An embodiment of the invention provides an intake valve for a combustion engine, the intake valve being structured to reduce the accumulation of high boiling fraction between a valve stem and a valve guide. While an embodiment described herein depicts a linear piston and cylinder arrangement as an exemplary combustion system for the combustion engine, it will be appreciated that the disclosed invention may also be applicable to other combustion systems, such as a rotary combustion system employed in a rotary combustion engine for example.

FIG. 1 is an exemplary embodiment of a combustion system 100 for a combustion engine (not shown) having a cylinder 105 and a piston 110 defining a combustion chamber 107, an intake port 115, an exhaust port 120, a fuel supply 125, such as a fuel injector for example, an intake valve 200, and an exhaust valve 300. In an embodiment, intake valve 200 includes a valve stem 205, and a valve head 210 (also referred to as a valve tulip) that has a seating surface 212 that seats against an intake valve seat 117 at intake port 115 during the opening and closing action of intake valve 200. Surrounding valve stem 205 is a valve guide 230 that is dimensioned in close relationship with valve stem 205 for guiding the movement of valve stem 205 during the opening and closing action of intake valve 200, best seen by referring to FIG. 2, which depicts an axial cross section view of an embodiment of valve stem 205 and valve guide 230 having exaggerated dimensions for clarity and discussion purposes. Referring briefly to FIG. 2, the clearance dimension g1 between an inner surface 232 of valve guide 230 (diameter D2) and an outer surface 207 of valve stem 205 (diameter D1) is herein referred to as a first clearance dimension. Other dimensions depicted in FIG. 2 will be discussed in more detail later. Referring back to FIG. 1, at the top of valve guide 230 is a valve seal 235 for controlling the flow of oil from an oil reservoir, generally depicted as 130 in the combustion engine, to clearance dimension g1 between valve stem 205 and valve guide 230, which assists in the control of oil consumption. The end 208 of valve stem 205 is arranged in mechanical communication with a valve cam (not shown) of the combustion engine for driving intake valve 200 to an open position. Intake valve 200 is driven to a closed position by the action of a valve spring 215.

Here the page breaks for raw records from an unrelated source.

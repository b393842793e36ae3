//! Location platform that replays recorded samples from a file or stdin.
//!
//! One sample per line; blank lines and `#` comments are skipped:
//!
//! ```text
//! 51.5007,-0.1246,0
//! 51.5007,-0.1246,500,4.5
//! {"latitude": 51.5, "longitude": -0.12, "timestamp": 61000}
//! {"error": "timeout"}
//! ```
//!
//! Missing timestamps are stamped with the wall clock on read.

use crate::models::location::{Coordinate, LocationSample};
use crate::tracking::error::LocationError;
use crate::tracking::platform::{
    LocationPlatform, PermissionState, PositionOptions, PositionResult, PositionSubscription,
};
use crate::utils::path::expand_tilde;
use crate::utils::time::now_millis;
use async_trait::async_trait;
use serde::Deserialize;
use std::cell::RefCell;
use std::path::PathBuf;
use std::time::Duration;
use tokio::io::{AsyncBufRead, AsyncBufReadExt, BufReader};
use tokio::task;

#[derive(Debug, Clone, PartialEq, Eq)]
pub enum ReplaySource {
    Stdin,
    File(PathBuf),
}

impl ReplaySource {
    /// `-` selects stdin, anything else is a file path (`~/` expanded).
    pub fn parse(arg: &str) -> Self {
        if arg.trim() == "-" {
            ReplaySource::Stdin
        } else {
            ReplaySource::File(expand_tilde(arg.trim()))
        }
    }

    pub fn describe(&self) -> String {
        match self {
            ReplaySource::Stdin => "<stdin>".to_string(),
            ReplaySource::File(p) => p.display().to_string(),
        }
    }
}

#[derive(Debug, Deserialize)]
#[serde(untagged)]
enum ReplayRecord {
    Fix {
        latitude: f64,
        longitude: f64,
        #[serde(default)]
        timestamp: Option<i64>,
        #[serde(default)]
        accuracy: Option<f64>,
    },
    Failure {
        error: String,
        #[serde(default)]
        message: Option<String>,
    },
}

fn fix(latitude: f64, longitude: f64, timestamp: Option<i64>, accuracy: Option<f64>) -> PositionResult {
    let coordinate = Coordinate::validated(latitude, longitude)
        .map_err(|e| LocationError::PositionUnavailable(e.to_string()))?;
    let sample = LocationSample::new(coordinate, timestamp.unwrap_or_else(now_millis));
    Ok(match accuracy {
        Some(a) => sample.with_accuracy(a),
        None => sample,
    })
}

/// Parse one replay line. `None` means the line carries no sample.
pub fn parse_line(line: &str, timeout_ms: u64) -> Option<PositionResult> {
    let line = line.trim();
    if line.is_empty() || line.starts_with('#') {
        return None;
    }

    if line.starts_with('{') {
        let record = match serde_json::from_str::<ReplayRecord>(line) {
            Ok(r) => r,
            Err(e) => {
                return Some(Err(LocationError::PositionUnavailable(format!(
                    "unreadable sample '{}': {}",
                    line, e
                ))));
            }
        };
        return Some(match record {
            ReplayRecord::Fix {
                latitude,
                longitude,
                timestamp,
                accuracy,
            } => fix(latitude, longitude, timestamp, accuracy),
            ReplayRecord::Failure { error, message } => Err(match error.to_lowercase().as_str() {
                "timeout" => LocationError::Timeout(timeout_ms),
                "denied" | "permission_denied" => LocationError::PermissionDenied,
                _ => LocationError::PositionUnavailable(message.unwrap_or(error)),
            }),
        });
    }

    let fields: Vec<&str> = line.split(',').map(str::trim).collect();
    if !(2..=4).contains(&fields.len()) {
        return Some(Err(LocationError::PositionUnavailable(format!(
            "unreadable sample '{}'",
            line
        ))));
    }

    let unreadable = || LocationError::PositionUnavailable(format!("unreadable sample '{}'", line));

    let parsed = (|| {
        let lat: f64 = fields[0].parse().map_err(|_| unreadable())?;
        let lon: f64 = fields[1].parse().map_err(|_| unreadable())?;
        let ts = match fields.get(2) {
            Some(t) if !t.is_empty() => Some(t.parse::<i64>().map_err(|_| unreadable())?),
            _ => None,
        };
        let acc = match fields.get(3) {
            Some(a) if !a.is_empty() => Some(a.parse::<f64>().map_err(|_| unreadable())?),
            _ => None,
        };
        fix(lat, lon, ts, acc)
    })();

    Some(parsed)
}

async fn open_reader(source: &ReplaySource) -> std::io::Result<Box<dyn AsyncBufRead + Unpin>> {
    let reader: Box<dyn AsyncBufRead + Unpin> = match source {
        ReplaySource::Stdin => Box::new(BufReader::new(tokio::io::stdin())),
        ReplaySource::File(path) => Box::new(BufReader::new(tokio::fs::File::open(path).await?)),
    };
    Ok(reader)
}

async fn first_fix(source: &ReplaySource, timeout_ms: u64) -> PositionResult {
    let unavailable = |e: std::io::Error| LocationError::PositionUnavailable(e.to_string());

    let reader = open_reader(source).await.map_err(unavailable)?;
    let mut lines = reader.lines();

    while let Some(line) = lines.next_line().await.map_err(unavailable)? {
        if let Some(result) = parse_line(&line, timeout_ms) {
            return result;
        }
    }

    Err(LocationError::PositionUnavailable(format!(
        "{} produced no position",
        source.describe()
    )))
}

pub struct ReplayPlatform {
    source: Option<ReplaySource>,
    origin: String,
    permission: PermissionState,
    realtime: bool,
    cached: RefCell<Option<LocationSample>>,
}

impl ReplayPlatform {
    pub fn new(source: Option<ReplaySource>, origin: impl Into<String>, permission: PermissionState) -> Self {
        Self {
            source,
            origin: origin.into(),
            permission,
            realtime: false,
            cached: RefCell::new(None),
        }
    }

    /// Space deliveries by the gaps between sample timestamps.
    pub fn realtime(mut self, realtime: bool) -> Self {
        self.realtime = realtime;
        self
    }

    pub fn source(&self) -> Option<&ReplaySource> {
        self.source.as_ref()
    }
}

#[async_trait(?Send)]
impl LocationPlatform for ReplayPlatform {
    fn is_supported(&self) -> bool {
        self.source.is_some()
    }

    fn origin(&self) -> &str {
        &self.origin
    }

    async fn permission_state(&self) -> PermissionState {
        self.permission
    }

    fn watch_position(&self, options: &PositionOptions) -> Result<PositionSubscription, LocationError> {
        let source = self
            .source
            .clone()
            .ok_or(LocationError::UnsupportedCapability)?;
        let (tx, cancel, subscription) = PositionSubscription::channel();
        let realtime = self.realtime;
        let timeout_ms = options.timeout_ms;

        task::spawn_local(async move {
            let reader = match open_reader(&source).await {
                Ok(r) => r,
                Err(e) => {
                    let _ = tx.send(Err(LocationError::PositionUnavailable(e.to_string())));
                    return;
                }
            };
            let mut lines = reader.lines();
            let mut previous_ts: Option<i64> = None;

            loop {
                let line = tokio::select! {
                    _ = cancel.cancelled() => break,
                    line = lines.next_line() => line,
                };

                let item = match line {
                    Ok(Some(l)) => match parse_line(&l, timeout_ms) {
                        Some(item) => item,
                        None => continue,
                    },
                    Ok(None) => break,
                    Err(e) => {
                        let _ = tx.send(Err(LocationError::PositionUnavailable(e.to_string())));
                        break;
                    }
                };

                if realtime && let Ok(sample) = &item {
                    if let Some(prev) = previous_ts {
                        let gap = sample.timestamp.saturating_sub(prev).max(0) as u64;
                        tokio::select! {
                            _ = cancel.cancelled() => break,
                            _ = tokio::time::sleep(Duration::from_millis(gap)) => {}
                        }
                    }
                    previous_ts = Some(sample.timestamp);
                }

                if tx.send(item).is_err() {
                    break;
                }
            }
        });

        Ok(subscription)
    }

    async fn current_position(&self, options: &PositionOptions) -> PositionResult {
        let cached = *self.cached.borrow();
        if options.maximum_age_ms > 0
            && let Some(sample) = cached
            && now_millis().saturating_sub(sample.timestamp) <= options.maximum_age_ms as i64
        {
            return Ok(sample);
        }

        let source = self
            .source
            .as_ref()
            .ok_or(LocationError::UnsupportedCapability)?;

        let lookup = first_fix(source, options.timeout_ms);
        let sample = tokio::time::timeout(Duration::from_millis(options.timeout_ms), lookup)
            .await
            .map_err(|_| LocationError::Timeout(options.timeout_ms))??;

        self.cached.borrow_mut().replace(sample);
        Ok(sample)
    }
}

An exemplary operational cycle of combustion system 100 begins with intake valve 200 being closed, that is, with seating surface 212 seated against valve seat 117, and fuel injector 125 providing a supply of fuel to intake port 115 where it is mixed with air. As depicted in the exemplary embodiment of FIG. 1, the spray 135 of the fuel is directed toward valve stem 205 and valve tulip 210. In response to intake valve 200 being opened via the valve cam, the fuel and air mixture is permitted to enter combustion chamber 107, whereafter valve spring 215 drives intake valve 200 to the closed position and timed combustion and exhaust take place.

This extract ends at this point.